So it is not a product like other products you maybe familiar with in the forest products’ industry, but somebody with capital can move into it. It’s just a very different product. And that’s why it’s called a specialty business.

So I think that the – I think you’ve got two factors. You’ve got the capital and talent demands to actually get into the business. Then you got the reluctance of customers to switch to a new supplier from a tried and true supplier. Many of our customers, we’ve been their supplier for 70 and 80 years.

Ross Gilardi – Merrill Lynch

Got you. Thank you. And then a question for Tim Brannon as well. You mentioned, Tim, I believe in your comments, that you’re going to continue with your program for pulpwood thinnings in 2009. And despite the fact, it sounds like, that pulpwood demand is easing. Are you worried that you might further exacerbate the pricing situation, which up until now has help up very, very well?

Tim Brannon

Ross, it’s Tim. No. It’s a situation where, as I said in my comments, we’re going to be watching this market very closely as we go into 2009. And as we do, we’ll judge as to whether or not we want to continue to be pushing our thinnings and pulpwood into that market. And if it does indeed soften, then we would pull back if need be. At this point, we think that this thinning strategy does two things for us. One is there still is a good demand for it, a good market for it. And then secondly, long term, it provides us with stands that will have more soft timber on them. So we’ll continue to sell into this market and use our thinnings. But as I said, we’ll watch it very closely. And if need be, we certainly would pull back.

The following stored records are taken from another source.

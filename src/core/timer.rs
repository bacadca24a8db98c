//! Elapsed worked time for the current day, rebuilt from the record timestamps.
//!
//! Every screen that shows the running stopwatch goes through `reconstruct`;
//! nothing else computes worked seconds on the client.

use crate::models::record::AttendanceRecord;
use crate::models::session_state::{Phase, SessionState};
use chrono::{DateTime, Duration, Utc};

/// Worked seconds and stopwatch state of `record` as of `now`.
pub fn reconstruct(record: &AttendanceRecord, now: DateTime<Utc>) -> SessionState {
    let phase = record.phase();

    match (phase, record.clock_in) {
        (Phase::Working, Some(clock_in)) => SessionState {
            elapsed_seconds: whole_seconds(now - clock_in, record),
            timer_running: true,
            phase,
        },
        (Phase::OnLunch, Some(clock_in)) => {
            let lunch_start = record.lunch_start.unwrap_or(clock_in);
            SessionState {
                elapsed_seconds: whole_seconds(lunch_start - clock_in, record),
                timer_running: false,
                phase,
            }
        }
        (Phase::LunchDoneWorking, Some(clock_in)) => {
            let lunch = match (record.lunch_start, record.lunch_end) {
                (Some(start), Some(end)) => end - start,
                _ => Duration::zero(),
            };
            SessionState {
                elapsed_seconds: whole_seconds((now - clock_in) - lunch, record),
                timer_running: true,
                phase,
            }
        }
        // closed day: the final duration is not re-displayed
        (Phase::Finished, _) => SessionState::idle(Phase::Finished),
        _ => SessionState::idle(Phase::NotStarted),
    }
}

/// Floor to whole seconds; negative spans (clock skew, out-of-order
/// timestamps) become zero.
fn whole_seconds(span: Duration, record: &AttendanceRecord) -> u64 {
    let secs = span.num_milliseconds().div_euclid(1000);
    if secs < 0 {
        log::warn!(
            "negative worked time ({}s) for record '{}', showing 00:00:00",
            secs,
            record.id
        );
        return 0;
    }
    secs as u64
}

/// One-second display model for the running counter.
///
/// Holds the last fetched record and recomputes on each tick, so the shown
/// value never drifts from the timestamps.
#[derive(Debug, Clone)]
pub struct Stopwatch {
    record: AttendanceRecord,
    state: SessionState,
}

impl Stopwatch {
    pub fn new(record: AttendanceRecord, now: DateTime<Utc>) -> Self {
        let state = reconstruct(&record, now);
        Self { record, state }
    }

    /// Swap in a refetched record.
    pub fn reload(&mut self, record: AttendanceRecord, now: DateTime<Utc>) {
        self.state = reconstruct(&record, now);
        self.record = record;
    }

    pub fn tick(&mut self, now: DateTime<Utc>) -> SessionState {
        if self.state.timer_running {
            self.state = reconstruct(&self.record, now);
        }
        self.state
    }

    pub fn state(&self) -> SessionState {
        self.state
    }

    pub fn is_running(&self) -> bool {
        self.state.timer_running
    }
}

Ross Gilardi – Merrill Lynch

Sure. Thank you. And then, Lee, I’m sorry, just one more question. You mentioned several times in your formal remarks that CAD is still well above your dividend requirements. And it sounds like with the 10% to 15% decline, that could still be the case in 2009. It sounds like the dividend – do you feel it’s safe here? But how would you – would you actually consider raising the dividend in this environment?

Lee Thomas

Ross, our Board looks at the dividend on a periodic basis. It’s a very important – the return for our shareholders. So I think ensuring we maintain a strong dividend is very important. I do think, though, that consideration of increasing the dividend this year would certainly have to be balanced against where we are in the economic recession that we’re all facing. So we’ll be very cautious about doing that until we get through the kind of economic conditions we’re seeing around the world.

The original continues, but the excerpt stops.